• _Try it_: Print all the records exactly, please.

• _Input data_:

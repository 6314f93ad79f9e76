//! Per-component dense storage.
//!
//! §4.1: "each component type owns a dense `vector<Entity>` plus a sparse
//! index map." This is that vector plus map, generic over the component's
//! Rust type. Deletion is deferred: `remove` only happens during the
//! end-of-tick sweep (`World::sweep_deletions`), never mid-tick.

use super::entity::{Entity, MAX_ENTITIES};

pub struct SparseSet<T> {
    dense: Vec<T>,
    dense_entities: Vec<Entity>,
    sparse: Vec<Option<u32>>,
}

impl<T> Default for SparseSet<T> {
    fn default() -> Self {
        Self::new()
    }
}

impl<T> SparseSet<T> {
    pub fn new() -> Self {
        Self {
            dense: Vec::new(),
            dense_entities: Vec::new(),
            sparse: vec![None; MAX_ENTITIES],
        }
    }

    fn slot(&self, e: Entity) -> Option<usize> {
        self.sparse.get(e.index() as usize).copied().flatten().map(|i| i as usize)
    }

    pub fn has(&self, e: Entity) -> bool {
        self.slot(e).is_some()
    }

    pub fn get(&self, e: Entity) -> Option<&T> {
        self.slot(e).map(|i| &self.dense[i])
    }

    pub fn get_mut(&mut self, e: Entity) -> Option<&mut T> {
        self.slot(e).map(move |i| &mut self.dense[i])
    }

    /// Attaches `value` to `e`. Returns `Err(())` if `e` already has this
    /// component (§4.1: "fails if duplicate").
    pub fn insert(&mut self, e: Entity, value: T) -> Result<&mut T, ()> {
        if self.has(e) {
            return Err(());
        }
        let idx = self.dense.len() as u32;
        if (e.index() as usize) >= self.sparse.len() {
            self.sparse.resize(e.index() as usize + 1, None);
        }
        self.sparse[e.index() as usize] = Some(idx);
        self.dense.push(value);
        self.dense_entities.push(e);
        Ok(self.dense.last_mut().expect("just pushed"))
    }

    /// Swap-removes the component for `e`, fixing up the sparse index of
    /// whatever got moved into its slot.
    pub fn remove(&mut self, e: Entity) -> Option<T> {
        let idx = self.slot(e)?;
        self.sparse[e.index() as usize] = None;
        let last = self.dense.len() - 1;
        let removed = self.dense.swap_remove(idx);
        self.dense_entities.swap_remove(idx);
        if idx != last {
            let moved = self.dense_entities[idx];
            self.sparse[moved.index() as usize] = Some(idx as u32);
        }
        Some(removed)
    }

    pub fn iter(&self) -> impl Iterator<Item = (Entity, &T)> {
        self.dense_entities.iter().copied().zip(self.dense.iter())
    }

    pub fn iter_mut(&mut self) -> impl Iterator<Item = (Entity, &mut T)> {
        self.dense_entities.iter().copied().zip(self.dense.iter_mut())
    }

    pub fn len(&self) -> usize {
        self.dense.len()
    }

    pub fn is_empty(&self) -> bool {
        self.dense.is_empty()
    }
}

• _Answer space_:
repository 6314f93ad79f9e76
//! Per-component dense storage.
//!
//! §4.1: "each component type owns a dense `vector<Entity>` plus a sparse
//! index map." This is that vector plus map, generic over the component's
//! Rust type. Deletion is deferred: `remove` only happens during the
//! end-of-tick sweep (`World::sweep_deletions`), never mid-tick.

use super::entity::{Entity, MAX_ENTITIES};

pub struct SparseSet<T> {
    dense: Vec<T>,
    dense_entities: Vec<Entity>,
    sparse: Vec<Option<u32>>,
}

impl<T> Default for SparseSet<T> {
    fn default() -> Self {
        Self::new()
    }
}

impl<T> SparseSet<T> {
    pub fn new() -> Self {
        Self {
            dense: Vec::new(),
            dense_entities: Vec::new(),
            sparse: vec![None; MAX_ENTITIES],
        }
    }

    fn slot(&self, e: Entity) -> Option<usize> {
        self.sparse.get(e.index() as usize).copied().flatten().map(|i| i as usize)
    }

    pub fn has(&self, e: Entity) -> bool {
        self.slot(e).is_some()
    }

    pub fn get(&self, e: Entity) -> Option<&T> {
        self.slot(e).map(|i| &self.dense[i])
    }

    pub fn get_mut(&mut self, e: Entity) -> Option<&mut T> {
        self.slot(e).map(move |i| &mut self.dense[i])
    }

    /// Attaches `value` to `e`. Returns `Err(())` if `e` already has this
    /// component (§4.1: "fails if duplicate").
    pub fn insert(&mut self, e: Entity, value: T) -> Result<&mut T, ()> {
        if self.has(e) {
            return Err(());
        }
        let idx = self.dense.len() as u32;
        if (e.index() as usize) >= self.sparse.len() {
            self.sparse.resize(e.index() as usize + 1, None);
        }
        self.sparse[e.index() as usize] = Some(idx);
        self.dense.push(value);
        self.dense_entities.push(e);
        Ok(self.dense.last_mut().expect("just pushed"))
    }

    /// Swap-removes the component for `e`, fixing up the sparse index of
    /// whatever got moved into its slot.
    pub fn remove(&mut self, e: Entity) -> Option<T> {
        let idx = self.slot(e)?;
        self.sparse[e.index() as usize] = None;
        let last = self.dense.len() - 1;
        let removed = self.dense.swap_remove(idx);
        self.dense_entities.swap_remove(idx);
        if idx != last {
            let moved = self.dense_entities[idx];
            self.sparse[moved.index() as usize] = Some(idx as u32);
        }
        Some(removed)
    }

    pub fn iter(&self) -> impl Iterator<Item = (Entity, &T)> {
        self.dense_entities.iter().copied().zip(self.dense.iter())
    }

    pub fn iter_mut(&mut self) -> impl Iterator<Item = (Entity, &mut T)> {
        self.dense_entities.iter().copied().zip(self.dense.iter_mut())
    }

    pub fn len(&self) -> usize {
        self.dense.len()
    }

    pub fn is_empty(&self) -> bool {
        self.dense.is_empty()
    }
}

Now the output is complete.